LED was able to accurately simulate the dynamics of flow past a cylinder at Re = 100 using only two degrees of freedom in the latent space and one degree of freedom in evolving small molecular systems (Vlachas et al., Reference Vlachas, Zavadlav, Praprotnik and Koumoutsakos2021). However, the LED did not predict the flow dynamics at Re = 1000 with the same accuracy, exhibiting higher errors in the vicinity of the cylinder surface, indicating that the vorticity generation mechanisms were not captured. At the same time, this failure may indicate ways of combining domain knowledge with the building of suitable encoders. Machine learning algorithms shall be consistent with the underlying physics not simply by adding a term in the cost function, but by designing learning algorithms that can identify causal relationships.
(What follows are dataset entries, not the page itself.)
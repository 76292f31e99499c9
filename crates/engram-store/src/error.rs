// Copyright (c) 2024-2026 Martin Schröder <info@swedishembedded.com>
//
// SPDX-License-Identifier: Apache-2.0
/// Store-layer errors.
///
/// The `kind()` string of each variant is part of the tool contract; it is
/// what the model sees inside a failed tool result, so the exact spellings
/// are load-bearing and covered by tests.
#[derive(Debug, thiserror::Error)]
pub enum StoreError {
    #[error("invalid input: {0}")]
    InvalidInput(String),
    #[error("offset out of range: {0}")]
    InvalidOffset(String),
    #[error("not found: {0}")]
    NotFound(String),
    #[error("store not available: {0}")]
    StoreNotAvailable(String),
    #[error("unsupported data type: {0}")]
    UnsupportedType(String),
    #[error("conversion failed: {0}")]
    ConversionFailed(String),
    #[error("query failed: {message}")]
    QueryFailed {
        message: String,
        /// Machine-readable hint (e.g. the known column list)
        suggestion: Option<String>,
    },
    #[error("retrieval failed: {0}")]
    RetrievalFailed(String),
    #[error("storage failed: {0}")]
    StorageFailed(String),
    #[error("metadata failed: {0}")]
    MetadataFailed(String),
    #[error("migration failed at {version}: {message}")]
    Migration { version: i64, message: String },
    #[error(transparent)]
    Sqlite(#[from] rusqlite::Error),
    #[error("io error: {0}")]
    Io(#[from] std::io::Error),
    #[error("background task failed: {0}")]
    Join(String),
}

impl StoreError {
    /// The wire-visible error code for tool results.
    pub fn kind(&self) -> &'static str {
        match self {
            StoreError::InvalidInput(_) => "invalid_input",
            StoreError::InvalidOffset(_) => "invalid_offset",
            StoreError::NotFound(_) => "not_found",
            StoreError::StoreNotAvailable(_) => "store_not_available",
            StoreError::UnsupportedType(_) => "unsupported_type",
            StoreError::ConversionFailed(_) => "conversion_failed",
            StoreError::QueryFailed { .. } => "query_failed",
            StoreError::RetrievalFailed(_) => "retrieval_failed",
            StoreError::StorageFailed(_) => "storage_failed",
            StoreError::MetadataFailed(_) => "metadata_failed",
            StoreError::Migration { .. } | StoreError::Sqlite(_) | StoreError::Join(_) => {
                "storage_failed"
            }
            StoreError::Io(_) => "storage_failed",
        }
    }

    /// Machine-readable suggestion attached to some failures.
    pub fn suggestion(&self) -> Option<&str> {
        match self {
            StoreError::QueryFailed { suggestion, .. } => suggestion.as_deref(),
            _ => None,
        }
    }
}

// ─── Unit tests ──────────────────────────────────────────────────────────────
I remark that the EFF framework introduced one more concept for the simulation of multiscale systems: the separate treatment of spatial and temporal dynamics (first coarsen in space, evolve in time, then refine, and evolve). This situation may be reminiscent of the classical method of solving PDEs by the separation of variables. However, this separation of variables has intrinsic limitations and does not account for the coupling between scales in the system dynamics. A possible solution, building on key features of the LED framework, is the adoption of generative AI to couple the space and time evolution of the system dynamics. In the Generative Learning of Effective Dynamics (G-LED) framework (Gao et al., Reference Gao, Kaltenbach and Koumoutsakos2024a), instances of high-dimensional data are down-sampled to a lower-dimensional manifold that is evolved through a multi-head, autoregressive attention model, leveraging its low memory footprint and expressivity. In turn, Bayesian diffusion models that map this low-dimensional manifold onto its corresponding high-dimensional space capture the statistics of the system dynamics. G-LED uses a Bayesian diffusion model as a decoder, incorporating physical information through conditional diffusion and virtual observables. The reverse diffusion process flexibly captures the statistics of fields governed by PDEs (Gao et al., Reference Gao, Han, Fan, Sun, Liu, Duan and Wang2024b). It is important to note that the G-LED sequence of snapshots is correlated with the underlying physical process through macro-sequences. Moreover, G-LED decodes multiple consecutive macro-states together as a batch to enhance temporal coherence and increase temporal smoothness in the results. The decoding of multiple macrostates that are contextually connected is reminiscent of OpenAI’s Sora, a text-to-video generative AI model that can generate videos of realistic or imaginative scenes from text prompts (Liu et al., Reference Liu, Zhang, Li, Yan, Gao, Chen, Yuan, Huang, Sun, Gao, He and Sun2024).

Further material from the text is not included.